Tag Archives: data warehouse

Adding Big Data to Your EDW Architecture

Adding Big Data to Your EDW Architecture

Adding Big Data to Your EDW Architecture

As you think forward towards how you will use Big Data to compliment your current enterprise data warehouse (EDW) environment, check out the excellent webinar by Ralph Kimball and Matt Brandwein of Cloudera:

Webinar: Building a Hadoop Data Warehouse: Hadoop 101 for EDW Professionals

A couple comments on the importance of integration platforms like Informatica in an EDW/Hadoop environment.

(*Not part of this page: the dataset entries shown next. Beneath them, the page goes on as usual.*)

//! Publish error types.

use thiserror::Error;

/// Result type for publish operations.
pub type PublishResult<T> = Result<T, PublishError>;

/// Errors that can occur while publishing.
///
/// Quota exhaustion is a distinguished variant so callers can branch on
/// the error kind instead of platform-specific response shapes.
#[derive(Debug, Error)]
pub enum PublishError {
    #[error("Configuration error: {0}")]
    ConfigError(String),

    #[error("Authentication failed: {0}")]
    Auth(String),

    #[error("Upload quota exhausted: {0}")]
    QuotaExceeded(String),

    #[error("Upload failed: {0}")]
    UploadFailed(String),

    #[error("State store error: {0}")]
    StateStore(String),

    #[error("HTTP error: {0}")]
    Http(#[from] reqwest::Error),

    #[error("JSON error: {0}")]
    Json(#[from] serde_json::Error),

    #[error("IO error: {0}")]
    Io(#[from] std::io::Error),
}

impl PublishError {
    pub fn config_error(msg: impl Into<String>) -> Self {
        Self::ConfigError(msg.into())
    }

    pub fn auth(msg: impl Into<String>) -> Self {
        Self::Auth(msg.into())
    }

    pub fn quota_exceeded(msg: impl Into<String>) -> Self {
        Self::QuotaExceeded(msg.into())
    }

    pub fn upload_failed(msg: impl Into<String>) -> Self {
        Self::UploadFailed(msg.into())
    }

    pub fn state_store(msg: impl Into<String>) -> Self {
        Self::StateStore(msg.into())
    }

    /// True for the hard quota condition that must halt the whole batch.
    pub fn is_quota_exceeded(&self) -> bool {
        matches!(self, PublishError::QuotaExceeded(_))
    }
}
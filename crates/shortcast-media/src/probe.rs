//! FFprobe media information.

use serde::Deserialize;
use std::path::Path;
use std::process::Stdio;
use tokio::process::Command;

use crate::error::{MediaError, MediaResult};

/// Container-level media information.
#[derive(Debug, Clone)]
pub struct MediaInfo {
    /// Duration in seconds
    pub duration: f64,
    /// File size in bytes
    pub size: u64,
    /// Bitrate in bits/second
    pub bitrate: u64,
}

/// FFprobe JSON output format.
#[derive(Debug, Deserialize)]
struct FfprobeOutput {
    format: FfprobeFormat,
}

#[derive(Debug, Deserialize)]
struct FfprobeFormat {
    duration: Option<String>,
    size: Option<String>,
    bit_rate: Option<String>,
}

/// Probe a media file for container information.
pub async fn probe_media(path: impl AsRef<Path>) -> MediaResult<MediaInfo> {
    let path = path.as_ref();

    if !path.exists() {
        return Err(MediaError::FileNotFound(path.to_path_buf()));
    }

    which::which("ffprobe").map_err(|_| MediaError::FfprobeNotFound)?;

    let output = Command::new("ffprobe")
        .args(["-v", "quiet", "-print_format", "json", "-show_format"])
        .arg(path)
        .stdin(Stdio::null())
        .stdout(Stdio::piped())
        .stderr(Stdio::piped())
        .output()
        .await?;

    if !output.status.success() {
        return Err(MediaError::ffprobe_failed(
            "FFprobe failed",
            Some(String::from_utf8_lossy(&output.stderr).to_string()),
        ));
    }

    parse_probe_output(&output.stdout)
}

/// Get media duration in seconds. Used to derive the trim target from the
/// narration audio's real duration.
pub async fn get_duration(path: impl AsRef<Path>) -> MediaResult<f64> {
    let info = probe_media(path).await?;
    Ok(info.duration)
}

fn parse_probe_output(stdout: &[u8]) -> MediaResult<MediaInfo> {
    let probe: FfprobeOutput = serde_json::from_slice(stdout)?;

    let duration = probe
        .format
        .duration
        .as_ref()
        .and_then(|d| d.parse::<f64>().ok())
        .ok_or_else(|| MediaError::invalid_media("no duration in probe output"))?;

    let size = probe
        .format
        .size
        .as_ref()
        .and_then(|s| s.parse::<u64>().ok())
        .unwrap_or(0);

    let bitrate = probe
        .format
        .bit_rate
        .as_ref()
        .and_then(|b| b.parse::<u64>().ok())
        .unwrap_or(0);

    Ok(MediaInfo {
        duration,
        size,
        bitrate,
    })
}
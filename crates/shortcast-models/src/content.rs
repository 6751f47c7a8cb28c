//! Content unit lifecycle records.

use chrono::{DateTime, Utc};
use serde::{Deserialize, Serialize};
use std::path::{Path, PathBuf};

/// The durable record for one piece of content.
///
/// This is the single source of truth for the publish lifecycle and must
/// be persisted after every state-changing step, so a crash mid-run loses
/// at most one in-flight operation.
#[derive(Debug, Clone, PartialEq, Serialize, Deserialize)]
pub struct ContentUnit {
    /// Stable identifier from the content source
    pub id: String,
    /// Human title of the source content
    pub title: String,
    /// Synthesized narration audio
    pub narration_audio: PathBuf,
    /// Background gameplay/stock video
    pub background_video: PathBuf,
    /// Low-volume ambient sound bed
    pub ambient_audio: PathBuf,
    /// Encoded segment files, in part order; populated after encode+split
    #[serde(default)]
    pub segments: Vec<PathBuf>,
    /// Segments accepted by the remote platform; append-only
    #[serde(default)]
    pub uploaded_segments: Vec<PathBuf>,
    /// True once `uploaded_segments` covers `segments` without errors
    #[serde(default)]
    pub uploaded: bool,
    /// Creation time of this record
    pub created_at: DateTime<Utc>,
}

impl ContentUnit {
    pub fn new(
        id: impl Into<String>,
        title: impl Into<String>,
        narration_audio: impl Into<PathBuf>,
        background_video: impl Into<PathBuf>,
        ambient_audio: impl Into<PathBuf>,
    ) -> Self {
        Self {
            id: id.into(),
            title: title.into(),
            narration_audio: narration_audio.into(),
            background_video: background_video.into(),
            ambient_audio: ambient_audio.into(),
            segments: Vec::new(),
            uploaded_segments: Vec::new(),
            uploaded: false,
            created_at: Utc::now(),
        }
    }

    /// Segments not yet accepted by the remote platform, in part order.
    pub fn pending_segments(&self) -> Vec<PathBuf> {
        self.segments
            .iter()
            .filter(|s| !self.uploaded_segments.contains(s))
            .cloned()
            .collect()
    }

    /// Record a segment as uploaded. Appending twice is a no-op.
    pub fn record_uploaded(&mut self, segment: &Path) {
        if !self.uploaded_segments.iter().any(|s| s == segment) {
            self.uploaded_segments.push(segment.to_path_buf());
        }
    }

    /// True when every known segment has been uploaded.
    pub fn all_segments_uploaded(&self) -> bool {
        !self.segments.is_empty()
            && self
                .segments
                .iter()
                .all(|s| self.uploaded_segments.contains(s))
    }
}

/// Outcome of one publisher batch run. Transient, never persisted.
#[derive(Debug, Clone, PartialEq)]
pub struct PublishRunResult {
    /// True when a hard quota condition halted the batch
    pub stopped_early: bool,
    /// Halt reason, when stopped early
    pub reason: Option<String>,
}

impl PublishRunResult {
    /// The batch ran to the end of the store.
    pub fn completed() -> Self {
        Self {
            stopped_early: false,
            reason: None,
        }
    }

    /// The batch was halted by a quota-exhaustion signal.
    pub fn halted(reason: impl Into<String>) -> Self {
        Self {
            stopped_early: true,
            reason: Some(reason.into()),
        }
    }
}
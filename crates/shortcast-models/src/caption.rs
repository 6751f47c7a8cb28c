//! Caption track construction and SRT interchange.
//!
//! Captions are built one cue per word so the burned-in text tracks the
//! narration word by word. The serialized form is standard SRT and must
//! stay re-parseable by any subtitle consumer.

use serde::{Deserialize, Serialize};
use thiserror::Error;

use crate::timestamp::{format_subtitle_clock, parse_subtitle_clock, TimestampError};

/// A single word with its spoken time range, as produced by the
/// transcription collaborator.
#[derive(Debug, Clone, PartialEq, Serialize, Deserialize)]
pub struct TimedWord {
    /// Literal word text
    pub text: String,
    /// Start of the word in seconds
    pub start: f64,
    /// End of the word in seconds (>= start)
    pub end: f64,
}

impl TimedWord {
    pub fn new(text: impl Into<String>, start: f64, end: f64) -> Self {
        Self {
            text: text.into(),
            start,
            end,
        }
    }
}

/// An ordered group of timed words, as emitted by the transcription
/// collaborator. Segment boundaries carry no meaning downstream.
#[derive(Debug, Clone, Default, PartialEq, Serialize, Deserialize)]
pub struct TranscriptSegment {
    /// Words in spoken order
    pub words: Vec<TimedWord>,
}

impl TranscriptSegment {
    pub fn new(words: Vec<TimedWord>) -> Self {
        Self { words }
    }
}

/// A single subtitle cue in interchange form.
#[derive(Debug, Clone, PartialEq, Serialize, Deserialize)]
pub struct CaptionCue {
    /// 1-based cue index, gapless across the whole track
    pub index: u32,
    /// Start clock (`HH:MM:SS,mmm`)
    pub start: String,
    /// End clock (`HH:MM:SS,mmm`)
    pub end: String,
    /// Cue text, unmodified word text
    pub text: String,
}

/// An ordered caption cue list for one narration.
#[derive(Debug, Clone, Default, PartialEq)]
pub struct CaptionTrack {
    pub cues: Vec<CaptionCue>,
}

impl CaptionTrack {
    /// Build a track from transcript segments, one cue per word.
    ///
    /// Segment structure is flattened: indexes start at 1 and keep
    /// incrementing across segment boundaries.
    pub fn from_segments(segments: &[TranscriptSegment]) -> Self {
        let mut cues = Vec::new();
        let mut index = 0u32;

        for segment in segments {
            for word in &segment.words {
                index += 1;
                cues.push(CaptionCue {
                    index,
                    start: format_subtitle_clock(word.start),
                    end: format_subtitle_clock(word.end),
                    text: word.text.clone(),
                });
            }
        }

        Self { cues }
    }

    pub fn len(&self) -> usize {
        self.cues.len()
    }

    pub fn is_empty(&self) -> bool {
        self.cues.is_empty()
    }

    /// Render the track as SRT: `index\nstart --> end\ntext\n\n` blocks,
    /// joined with no extra separators.
    pub fn to_srt(&self) -> String {
        let mut out = String::new();
        for cue in &self.cues {
            out.push_str(&format!(
                "{}\n{} --> {}\n{}\n\n",
                cue.index, cue.start, cue.end, cue.text
            ));
        }
        out
    }

    /// Parse SRT text back into a track.
    ///
    /// Accepts multi-line cue text (joined with `\n`), which the builder
    /// never emits but the interchange format allows.
    pub fn parse_srt(input: &str) -> Result<Self, SrtParseError> {
        let mut cues = Vec::new();

        for block in input.split("\n\n") {
            let block = block.trim();
            if block.is_empty() {
                continue;
            }

            let mut lines = block.lines();
            let index_line = lines.next().unwrap_or_default();
            let index: u32 = index_line
                .trim()
                .parse()
                .map_err(|_| SrtParseError::InvalidIndex(index_line.to_string()))?;

            let range_line = lines
                .next()
                .ok_or_else(|| SrtParseError::MissingTimeRange(index))?;
            let (start, end) = range_line
                .split_once(" --> ")
                .ok_or_else(|| SrtParseError::InvalidTimeRange(range_line.to_string()))?;

            // Validate both clocks even though the strings are kept verbatim
            parse_subtitle_clock(start)?;
            parse_subtitle_clock(end)?;

            let text = lines.collect::<Vec<_>>().join("\n");

            cues.push(CaptionCue {
                index,
                start: start.trim().to_string(),
                end: end.trim().to_string(),
                text,
            });
        }

        Ok(Self { cues })
    }
}

/// SRT parsing error.
#[derive(Debug, Error)]
pub enum SrtParseError {
    #[error("Invalid cue index: {0}")]
    InvalidIndex(String),

    #[error("Cue {0} is missing its time range line")]
    MissingTimeRange(u32),

    #[error("Invalid time range line: {0}")]
    InvalidTimeRange(String),

    #[error("Invalid clock value: {0}")]
    Timestamp(#[from] TimestampError),
}
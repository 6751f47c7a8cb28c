//! FFmpeg CLI wrapper for the shortcast pipeline.
//!
//! Everything here shells out to external tools (`ffmpeg`, `ffprobe`,
//! `whisper`) and never links codec libraries. The crate owns:
//! - the FFmpeg command builder and runner with captured diagnostics
//! - the caption burn-in / trim / mix filter graph
//! - the hardware-to-software encoder fallback runner
//! - the stream-copy segmenter
//! - the narration duration probe
//! - the transcription collaborator seam

pub mod command;
pub mod encode;
pub mod error;
pub mod filters;
pub mod probe;
pub mod segment;
pub mod transcript;

pub use command::{check_ffmpeg, check_ffprobe, FfmpegCommand, FfmpegRunner};
pub use encode::{encode_with_fallback, EncodeBackend, EncodeSources, FfmpegEncodeBackend};
pub use error::{MediaError, MediaResult};
pub use filters::{compose_filter_graph, CaptionStyle, AMBIENT_VOLUME};
pub use probe::{get_duration, probe_media, MediaInfo};
pub use segment::{part_file_name, split_into_parts};
pub use transcript::{Transcriber, WhisperCli};
#![forbid(unsafe_code)]

pub mod attempts;
pub mod error;
pub mod notify;

pub use quiz_core::Clock;

pub use attempts::{
    AttemptLoopService, AttemptSession, AttemptView, NavigatorItem, OptionView, QuizListItem,
    ResultView, SummaryListItem, TICK_PERIOD, TickerHandle, spawn_ticker,
};
pub use error::AttemptServiceError;
pub use notify::{ChannelSink, NoopSink, NotificationSink, TracingSink};
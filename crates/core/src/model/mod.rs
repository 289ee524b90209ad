mod ids;
mod question;
mod quiz;
mod settings;
mod summary;

pub use ids::{ParseIdError, QuestionId, QuizId};
pub use question::{
    DEFAULT_MULTIPLE_CHOICE_OPTIONS, Question, QuestionDraft, QuestionError, QuestionKind,
    TRUE_FALSE_OPTIONS,
};
pub use quiz::{DEFAULT_DURATION_SECS, DEFAULT_PASSING_THRESHOLD, QuizDefinition, QuizDraft, QuizError};
pub use settings::{DEFAULT_WARNING_MESSAGE, ProctoringSettings, SettingsError};
pub use summary::{AttemptSummary, AttemptSummaryError};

  • Hadoop does mean you can do some quick and inexpensive exploratory analysis with little or no ETL.  The issue is that it will not perform at the level you need to take it to production.  As the webinar points out, applying some structure to the data with columnar files (not RDBMS) will dramatically speed up query performance.
  • The other thing that makes an integration platform more important than ever is the explosion of data complexity.    As Dr. Kimball put it: 

“Integration is even more important these days because you are looking at all sorts of data sources coming in from all sorts of directions.” 

To perform interesting analyses, you are going to have to be able to join data with different formats and different semantic meaning.  And that is going to require integration tools.

  • Thirdly, if you are going to put this data into production, you will want to incorporate data cleansing, metadata management, and possibly formal data governance to ensure that your data is trustworthy, auditable, and has business context.  There is no point in serving up bad data quickly and inexpensively.  The result will be poor business decisions and flawed analyses.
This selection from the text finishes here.